Checking whether an enum value exists by an integer reference in C#
January 22, 2016 Leave a comment
Say you have the following ShipmentOption enumeration:
public enum ShipmentOption { Land, Sea, Air }
By default each enumeration value will have an integer representation starting with 0. So 0 corresponds to Land, 1 to Sea and 2 to Air. Imagine that a method accepts the numeric value like this:
public void SendShipment(int numericShipmentType)
Then the incoming numeric parameter could be anything. How can we check whether an integer has a corresponding enumeration value?

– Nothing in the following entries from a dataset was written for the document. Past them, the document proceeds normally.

//! # Timetable Core
//!
//! Domain types for weekly school timetables and the conflict checker that
//! guards them. A teacher's schedule lists the classes they teach; a class's
//! schedule lists the teachers who teach it. Both are the same [`Schedule`]
//! type, told apart by their [`Owner`].
//!
//! The crate performs no I/O. Callers parse input into [`ScheduleSlot`]s at the
//! boundary and ask [`find_conflicts`] (or [`Schedule::find_conflicts`]) which
//! existing slots a candidate would collide with.

pub mod conflict;
pub mod errors;
pub mod models;

pub use conflict::find_conflicts;
pub use errors::{SlotError, TimetableError, TimetableResult};
pub use models::schedule::{ConflictPolicy, InsertOutcome, Schedule};
pub use models::slot::{Occupant, Owner, OwnerKind, ScheduleSlot, SlotTiming};
pub use models::time::{TimeOfDay, TimeRange, Weekday};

The following code will do just that:
public void SendShipment(int numericShipmentType) { if (Enum.IsDefined(typeof(ShipmentOption), numericShipmentType)) { Console.WriteLine("This type is defined: {0}", (ShipmentOption)numericShipmentType); } else { throw new InvalidEnumArgumentException("ShipmentOption", numericShipmentType, typeof(ShipmentOption)); } }
The InvalidEnumArgumentException class is defined in the System.ComponentModel namespace.
Passing in 2 will result in the following output:
This type is defined: Air
An invalid integer argument will throw an exception:
The value of argument ‘ShipmentOption’ (5) is invalid for Enum type ‘ShipmentOption’.